[Saved data entries]
# # #

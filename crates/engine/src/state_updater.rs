//! Turn commit: the only writer of durable state.
//!
//! Runs after a reply has been generated:
//!
//! 1. append the user and assistant messages to the session ring buffer,
//! 2. keep this turn's attachments on the session for later turns,
//! 3. offer both messages to the tiered memory (short always, medium and
//!    long when their predicates accept); the user message is tagged `file`
//!    when the turn carried attachments and `task` while tasks are open,
//!    which makes it significant regardless of length,
//! 4. bump access counts on the memories the window actually used,
//! 5. save layer snapshots for the next turn.
//!
//! Memory failures are logged and counted, never fatal: the reply has
//! already been produced and the session update must not be lost.

use crate::context::layer::{ContextWindow, LayerData, LayerId};
use crate::snapshot::{LayerSnapshot, SnapshotStore};
use std::sync::Arc;
use strata_core::Result;
use strata_core::message::Message;
use strata_core::session::{Attachment, Session};
use strata_memory::{Observation, TieredMemory};
use tracing::{debug, warn};

/// What a commit wrote.
#[derive(Debug, Clone, Default)]
pub struct CommitOutcome {
    /// Messages that reached at least the short tier
    pub memories_stored: usize,
    /// Messages that reached the long tier
    pub memories_persisted: usize,
    pub memories_touched: usize,
    pub memory_errors: usize,
}

pub struct StateUpdater {
    memory: Arc<TieredMemory>,
    snapshots: Arc<dyn SnapshotStore>,
}

impl StateUpdater {
    pub fn new(memory: Arc<TieredMemory>, snapshots: Arc<dyn SnapshotStore>) -> Self {
        Self { memory, snapshots }
    }

    pub fn snapshots(&self) -> &Arc<dyn SnapshotStore> {
        &self.snapshots
    }

    pub async fn commit(
        &self,
        session: &mut Session,
        window: &ContextWindow,
        query: &str,
        attachments: &[Attachment],
        reply: &str,
    ) -> Result<CommitOutcome> {
        let mut user_message = Message::user(query);
        if !attachments.is_empty() {
            user_message.metadata.insert(
                "attachments".into(),
                serde_json::json!(attachments.iter().map(|a| &a.id).collect::<Vec<_>>()),
            );
        }
        session.push_turn(user_message);
        session.push_turn(Message::assistant(reply));
        session.turn_count += 1;
        for a in attachments {
            if !session.attachments.iter().any(|seen| seen.id == a.id) {
                session.attachments.push(a.clone());
            }
        }

        let mut event_tags = Vec::new();
        if !attachments.is_empty() {
            event_tags.push("file");
        }
        if session.open_tasks().next().is_some() {
            event_tags.push("task");
        }

        let mut outcome = CommitOutcome::default();
        for (role, content) in [("user", query), ("assistant", reply)] {
            if content.trim().is_empty() {
                continue;
            }
            let mut observation = Observation::new(&session.user_id, content)
                .session(&session.session_id)
                .tag(role);
            if role == "user" {
                for tag in &event_tags {
                    observation = observation.tag(*tag);
                }
            }
            match self.memory.observe(&observation).await {
                Ok(stored) => {
                    outcome.memories_stored += 1;
                    if stored.long.is_some() {
                        outcome.memories_persisted += 1;
                    }
                }
                Err(e) => {
                    warn!(session_id = %session.session_id, role, error = %e, "Failed to store turn in memory");
                    outcome.memory_errors += 1;
                }
            }
        }

        let used = used_memory_ids(window);
        if !used.is_empty() {
            match self.memory.touch(&session.user_id, &used).await {
                Ok(()) => outcome.memories_touched = used.len(),
                Err(e) => {
                    warn!(session_id = %session.session_id, error = %e, "Failed to record memory access");
                    outcome.memory_errors += 1;
                }
            }
        }

        self.snapshots
            .save(&session.session_id, LayerSnapshot::capture(window))
            .await?;

        debug!(
            session_id = %session.session_id,
            turn = session.turn_count,
            stored = outcome.memories_stored,
            touched = outcome.memories_touched,
            "Turn committed"
        );
        Ok(outcome)
    }
}

fn used_memory_ids(window: &ContextWindow) -> Vec<String> {
    match window.layer(LayerId::Memory) {
        Some(layer) if layer.is_active() => match &layer.data {
            LayerData::Memory(m) => m.ids(),
            _ => Vec::new(),
        },
        _ => Vec::new(),
    }
}

#[cfg(test)]
mod tests {
    use super::*;
    use crate::context::layer::{ContextLayer, MemoryData, MemorySnippet, QueryData};
    use crate::snapshot::InMemorySnapshotStore;
    use strata_core::memory::MemoryTier;
    use strata_core::message::Role;
    use strata_memory::{InMemoryBackend, TierSettings};
    use strata_providers::HashingEmbedder;

    fn memory() -> Arc<TieredMemory> {
        Arc::new(TieredMemory::new(
            Arc::new(InMemoryBackend::new()),
            Arc::new(HashingEmbedder::new()),
            TierSettings::default(),
        ))
    }

    fn window(memory: MemoryData) -> ContextWindow {
        let layers = LayerId::ALL
            .iter()
            .map(|id| match id {
                LayerId::Memory => ContextLayer::active(LayerData::Memory(memory.clone()), 0.5),
                LayerId::UserQuery => ContextLayer::active(
                    LayerData::UserQuery(QueryData {
                        text: "q".into(),
                        ..Default::default()
                    }),
                    1.0,
                ),
                other => ContextLayer::inactive(*other, 0.0),
            })
            .collect();
        ContextWindow::new("s1", layers, 4096)
    }

    #[tokio::test]
    async fn commit_updates_session_memory_and_snapshots() {
        let memory = memory();
        let snapshots = Arc::new(InMemorySnapshotStore::new());
        let updater = StateUpdater::new(memory.clone(), snapshots.clone());
        let mut session = Session::new("alice", "s1");
        let files = vec![Attachment::new("notes.txt", "tide tables for May")];

        let outcome = updater
            .commit(
                &mut session,
                &window(MemoryData::default()),
                "what are the tides in May",
                &files,
                "High tide is at 06:10.",
            )
            .await
            .unwrap();

        assert_eq!(session.turn_count, 1);
        assert_eq!(session.recent_turns.len(), 2);
        assert_eq!(session.recent_turns[0].role, Role::User);
        assert_eq!(session.recent_turns[1].role, Role::Assistant);
        assert!(session.recent_turns[0].metadata.contains_key("attachments"));
        assert_eq!(session.attachments.len(), 1);

        assert_eq!(outcome.memories_stored, 2);
        assert_eq!(outcome.memory_errors, 0);
        let short = memory
            .search("tides", "alice", Some(MemoryTier::Short), 10)
            .await
            .unwrap();
        assert!(!short.is_empty());

        assert_eq!(snapshots.load("s1").await.unwrap().len(), 11);
    }

    #[tokio::test]
    async fn used_memories_are_touched() {
        let memory = memory();
        let outcome = memory
            .observe(&Observation::new("alice", "prefers metric units").session("s0"))
            .await
            .unwrap();
        let id = outcome.short.unwrap();

        let used = MemoryData {
            short: vec![MemorySnippet {
                id: id.clone(),
                content: "prefers metric units".into(),
            }],
            ..Default::default()
        };
        let updater = StateUpdater::new(memory.clone(), Arc::new(InMemorySnapshotStore::new()));
        let mut session = Session::new("alice", "s1");
        let outcome = updater
            .commit(&mut session, &window(used), "convert 5 miles", &[], "8 km")
            .await
            .unwrap();
        assert_eq!(outcome.memories_touched, 1);

        let item = memory.backend().get("alice", &id).await.unwrap().unwrap();
        assert_eq!(item.access_count, 1);
    }

    #[tokio::test]
    async fn repeated_attachments_are_kept_once() {
        let updater = StateUpdater::new(memory(), Arc::new(InMemorySnapshotStore::new()));
        let mut session = Session::new("alice", "s1");
        let file = Attachment::new("plan.md", "ship friday");
        for _ in 0..2 {
            updater
                .commit(
                    &mut session,
                    &window(MemoryData::default()),
                    "status?",
                    std::slice::from_ref(&file),
                    "on track",
                )
                .await
                .unwrap();
        }
        assert_eq!(session.attachments.len(), 1);
        assert_eq!(session.turn_count, 2);
        assert_eq!(session.recent_turns.len(), 4);
    }

    #[tokio::test]
    async fn file_and_task_turns_reach_the_medium_tier() {
        let memory = memory();
        let updater = StateUpdater::new(memory.clone(), Arc::new(InMemorySnapshotStore::new()));
        let mut session = Session::new("alice", "s1");
        let empty = window(MemoryData::default());

        updater
            .commit(&mut session, &empty, "thanks", &[], "Sure.")
            .await
            .unwrap();
        assert_eq!(memory.backend().count("alice", Some(MemoryTier::Medium)).await.unwrap(), 0);

        let report = Attachment::new("q3.pdf", "revenue grew four percent");
        updater
            .commit(&mut session, &empty, "summarize this", &[report], "Short ok.")
            .await
            .unwrap();
        let medium = memory.backend().list("alice", Some(MemoryTier::Medium)).await.unwrap();
        assert_eq!(medium.len(), 1);
        assert_eq!(medium[0].content, "summarize this");
        assert!(medium[0].tags.iter().any(|t| t == "file"));

        session.add_task("draft the launch email");
        updater
            .commit(&mut session, &empty, "any update?", &[], "Not yet.")
            .await
            .unwrap();
        let medium = memory.backend().list("alice", Some(MemoryTier::Medium)).await.unwrap();
        assert_eq!(medium.len(), 2);
        assert!(medium.iter().any(|i| i.content == "any update?" && i.tags.iter().any(|t| t == "task")));
    }
}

# # #

• **WHAT THE TASK ASKS**: From the first line of the entries above to the line with "always, medium and", please return every line exactly, keeping both ends.

• **EXERCISE ANSWER**:
filename crates/engine/src/state_updater.rs
//! Turn commit: the only writer of durable state.
//!
//! Runs after a reply has been generated:
//!
//! 1. append the user and assistant messages to the session ring buffer,
//! 2. keep this turn's attachments on the session for later turns,
//! 3. offer both messages to the tiered memory (short always, medium and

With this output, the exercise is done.